The body armor is very good now; we can take refuge in this technological advance. We can surely construct better bases faster, equipped with fast food favorites in days now and not months. Johnny got gun will not go longer suffer the losses of thousands on a beachhead because war has become friendlier and much less conventional. From now on the third world can clearly understand that opposition to U.S. policy or control over natural resource may subject you to a regime change similar to Iraq, when we are done with you the government will begin again at less than zero. We will be sure to fly no mission accomplished signs because there never was a mission. When I was nineteen, near the end of the battle of Fallujah, I shared a cigarette with an Iraqi National Guard Soldier who spoke descent English. I asked him if he was happy about the U.S. occupation of Iraq and he explained that he was, because the country was going to have a chance after Saddam. I asked him what would happen if we pulled out and left? The soldier smiled at me as if I was foolish and he said, America would not do that. I didn’t reply, amazed at the optimistic outlook of the Iraqi Soldier. Now we will leave and never before, this is what we tell the parents of war. I say good luck to Iraqi’s, I wish the people of Iraq much love, and luck…on repeat until I am ashamed again.

Tuesday, August 17, 2010

Semper Fi Mom

Even drill instructors have mothers. Mine are better than yours, that’s right I have two, my biological Mother Susan and my stepmom Marie AKA, “The Other Mom”. This article will primarily feature my biological mother, as she gave me the inspiration for this piece. I had originally embarked on my take of the Bradley Manning situation, but while interviewing family members it occurred to me that I have never attempted to tackle a subject in writing that I had always thought about while in combat.

My mother birthed me when she was twenty one, my understanding of her youth at that time had not hit me until I recently turned twenty five and happily childless. Despite the horror of it all I believe motherhood is more difficult than combat. We were a team early on; my first memories are of us playing the original “Mario Brothers” at home in 1989. I remember her cooking from when I was very young, the smell of it, something I hung onto in war. I remember blasting ducks with a plastic orange gun in 1989. Bang bang went the piece, a 2 bit duck would fall from a 2 bit sky, my gun 2 centimeters from the television screen, and I would ask my mom to look at it, what I had done, my victory.

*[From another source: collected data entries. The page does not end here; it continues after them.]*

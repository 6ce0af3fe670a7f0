use crate::foundation::core::{BoundingBox, Length, ROOT_FONT_PX, Rect, Size, Viewport};
use crate::foundation::error::{ScrollyteError, ScrollyteResult};
use crate::scene::model::{FocalConfig, ImageLayer};

/// Font-size expression used when a focal config has no override.
pub const DEFAULT_FONT_SIZE: &str = "clamp(2rem, 5vw, 4rem)";

/// Knobs for the focal/layer box estimation.
#[derive(Clone, Debug, PartialEq, serde::Serialize, serde::Deserialize)]
#[serde(default)]
pub struct OverlapOpts {
    /// Viewport the boxes are estimated for.
    pub viewport: Viewport,
    /// Maximum width of the focal text block, excluding padding.
    pub focal_max_width_px: f64,
    /// Padding around the focal text block on every side.
    pub focal_padding_px: f64,
    /// Line height as a multiple of the font size.
    pub line_height: f64,
    /// Font-size expression for focal configs without an override.
    pub default_font_size: String,
    /// Extent assumed for an image dimension that declares no size.
    pub default_layer_extent_px: f64,
}

impl Default for OverlapOpts {
    fn default() -> Self {
        Self {
            viewport: Viewport::default(),
            focal_max_width_px: 1000.0,
            focal_padding_px: 40.0,
            line_height: 1.2,
            default_font_size: DEFAULT_FONT_SIZE.to_owned(),
            default_layer_extent_px: 200.0,
        }
    }
}

/// Estimate the pixel font size of a responsive font-size expression.
///
/// Accepts a single length (`48px`, `3rem`, `6vw`), a sum (`calc(1rem + 4vw)`) or
/// `clamp(min, preferred, max)`. Viewport-relative terms are evaluated at `viewport.width`.
pub fn estimate_font_px(expr: &str, viewport: Viewport) -> ScrollyteResult<f64> {
    let expr = expr.trim();
    if let Some(args) = strip_call(expr, "clamp") {
        let parts = split_top_level(args);
        let [min, preferred, max] = parts.as_slice() else {
            return Err(ScrollyteError::validation(format!(
                "clamp() needs three arguments: '{expr}'"
            )));
        };
        let min = eval_sum(min, viewport)?;
        let max = eval_sum(max, viewport)?;
        let preferred = eval_sum(preferred, viewport)?;
        if min > max {
            return Err(ScrollyteError::validation(format!(
                "clamp() minimum exceeds maximum: '{expr}'"
            )));
        }
        return Ok(preferred.clamp(min, max));
    }
    eval_sum(expr, viewport)
}

fn strip_call<'a>(expr: &'a str, name: &str) -> Option<&'a str> {
    let rest = expr.strip_prefix(name)?.trim_start();
    rest.strip_prefix('(')?.strip_suffix(')')
}

fn split_top_level(args: &str) -> Vec<&str> {
    let mut parts = Vec::new();
    let mut depth = 0usize;
    let mut start = 0;
    for (i, c) in args.char_indices() {
        match c {
            '(' => depth += 1,
            ')' => depth = depth.saturating_sub(1),
            ',' if depth == 0 => {
                parts.push(args[start..i].trim());
                start = i + 1;
            }
            _ => {}
        }
    }
    parts.push(args[start..].trim());
    parts
}

fn eval_sum(expr: &str, viewport: Viewport) -> ScrollyteResult<f64> {
    let expr = expr.trim();
    let inner = strip_call(expr, "calc").unwrap_or(expr);
    let mut total = 0.0;
    for term in inner.split('+') {
        let len: Length = term.parse()?;
        // Percent font sizes refer to the inherited (root) size.
        total += len.to_px(ROOT_FONT_PX, viewport);
    }
    if !total.is_finite() || total <= 0.0 {
        return Err(ScrollyteError::validation(format!(
            "font size '{expr}' must resolve to a positive size"
        )));
    }
    Ok(total)
}

/// Estimated box of the focal text block, centered on the viewport.
pub fn focal_box(focal: &FocalConfig, font_px: f64, opts: &OverlapOpts) -> BoundingBox {
    let vp = opts.viewport;
    let pad = opts.focal_padding_px;
    let content_w = (vp.width - 2.0 * pad).max(0.0).min(opts.focal_max_width_px);
    let text_h = focal.line_count() as f64 * font_px * opts.line_height;
    let size = Size::new(content_w + 2.0 * pad, text_h + 2.0 * pad);
    Rect::from_center_size(vp.center(), size).into()
}

/// Estimated box of a positioned image layer; `None` when the layer has no position.
pub fn image_box(layer: &ImageLayer, opts: &OverlapOpts) -> Option<BoundingBox> {
    let pos = layer.position?;
    let vp = opts.viewport;

    let size = layer.size.unwrap_or_default();
    let w_decl = size.width.map(|l| l.to_px(vp.width, vp));
    let h_decl = size.height.map(|l| l.to_px(vp.height, vp));
    let w = w_decl.or(h_decl).unwrap_or(opts.default_layer_extent_px);
    let h = h_decl.or(w_decl).unwrap_or(opts.default_layer_extent_px);

    let (left, right) = span(
        pos.left.map(|l| l.to_px(vp.width, vp)),
        pos.right.map(|l| l.to_px(vp.width, vp)),
        w_decl.is_some(),
        w,
        vp.width,
    );
    let (top, bottom) = span(
        pos.top.map(|l| l.to_px(vp.height, vp)),
        pos.bottom.map(|l| l.to_px(vp.height, vp)),
        h_decl.is_some(),
        h,
        vp.height,
    );
    Some(BoundingBox {
        top,
        left,
        bottom,
        right,
    })
}

/// Resolve one axis from its start/end offsets and extent.
fn span(
    start: Option<f64>,
    end: Option<f64>,
    extent_declared: bool,
    extent: f64,
    axis: f64,
) -> (f64, f64) {
    match (start, end) {
        (Some(s), Some(e)) if !extent_declared => (s, axis - e),
        (Some(s), _) => (s, s + extent),
        (None, Some(e)) => (axis - e - extent, axis - e),
        (None, None) => (0.0, extent),
    }
}

#[cfg(test)]
#[path = "../../tests/unit/overlap/geometry.rs"]
mod tests;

As I grew up, she constantly reminded me that she did not want me to join the military. I joined anyway, and sacrificed the world of women for four years as a U.S. Marine Infantryman. We had a final dinner the night before I took off for boot camp and I could feel that it was over, the childhood, the girlfriend, the old life that I had known so well, but didn’t know how good it was until it was gone. This becomes the common cry of the suburban teenage Marine Corps recruit. In boot camp we would all scream, “Kill!”, whenever the group or an individual succeeded at a task. If recruit so and so did twenty pull-ups the drill instructor would declare, “Give him one!” The platoon would in turn ecstatically and simultaneously shout, “Kill!” It was at this point of my “enhanced training” that I realized I would never be able to explain any of this to my mother in a way that would make sense to her.

The same idea became a theme in combat. I lied to my mother after we had moved into Fallujah Iraq, a very hostile zone, and continued to tell her that I was in Kuwait, a safe zone. The Infantry Marines had no mother’s to cry to, only each other to lean on, and a mother needed to be as far away from that death trap as possible, even thinking of your mother in that place felt like a sin. My girlfriend was long gone and for many of those unfortunates that were married, so were their wives.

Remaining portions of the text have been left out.